Schematic of self-assembly of the AlbiVax nanovaccine. The tumour-specific antigen and DNA segment were attached to Evans blue (purple arrows). Upon injection, albumin in the blood (green arrows) binds to the Evans blue and brings the complexes into the lymph system where the DNA and antigen interact with the immune cells (blue) in the lymph nodes. The interaction triggers a vigorous immune response against the target tumour. Image credit: Zhu, et al.

The vaccines were tested on several tumour types and in several ways. In one experiment, tumour-free mice were vaccinated against mouse thymus tumour cells three times, at two-week intervals. At day 70 a large dose of the tumour cells was injected into seven immunised mice as a challenge. Five of the seven mice survived for more than four months.

These five surviving mice were subsequently injected with another large dose of the tumour cells, and four of the five mice survived for more than six months. Blood tests showed that four months after the last immunisation, the mice still had circulating immune cells that were specifically killing the thymus tumour cells.

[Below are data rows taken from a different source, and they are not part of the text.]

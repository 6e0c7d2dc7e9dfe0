//! Non-binary LDPC (81×162 over GF(2^6)) for B-CNAV3 frames
//!
//! **Decoding**: truncated extended min-sum belief propagation recovering 81
//! information symbols from the 123 coded payload octets of a frame.
//!
//! **Encoding**: parity derivation by solving the check equations of H, used
//! for test-vector generation and round-trip tests.

mod decode;
mod encode;
mod matrix;

pub use decode::EmsDecoder;
pub use encode::encode;
pub use matrix::{H, NUM_CHECKS, NUM_EDGES, NUM_INFO_SYMBOLS, NUM_SYMBOLS};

An AlbiVax nanocomplex vaccine was also engineered against a human colon cancer cell line. Human colon cancer cells were injected into the mice, where they establish tumours in various organs — mostly in the lung. The mice were given the vaccine six days after the lung tumours were established. In this experiment the mice were also treated with an antibody called anti-PD-1, to counter the effects of the protein PD-1 that appears on the surface of some tumours and acts to slow down the immune attack. The combination of the nanovaccine and anti-PD-1 resulted in the complete regression of lung tumours in six of the 10 mice for four months.

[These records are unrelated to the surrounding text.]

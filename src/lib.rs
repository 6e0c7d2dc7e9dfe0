
pub mod bitstream;
pub mod crc;
pub mod driver;
pub mod frame;
pub mod gf64;
pub mod ldpc;
pub mod pipeline;
pub mod source;
pub mod sync;
pub mod tracing_init;

pub use driver::{Driver, Event};
pub use frame::DecodedFrame;
pub use pipeline::Pipeline;
pub use source::{FileConfig, SerialConfig, SourceConfig, TcpConfig};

The team is particularly optimistic about the long-lasting immunity that they were able to induce with the AlbiVax system, as evidenced by continued robust antitumour activity for up to six months. This was the longest time point tested in these experiments and represents a significant part of the lifespan of a mouse, which is about two years.

“Albumin is an interesting protein and it has been studied for over 40 years for drug delivery using different technologies,” said Zhu. “Compared with other albumin-binding technologies, our proprietary technology has been developed using clinically safe EB, making it very promising for eventual clinical translation. By simply synthesising albumin-binding vaccines, our technology can be applied to virtually any molecular vaccine or molecular therapeutics.”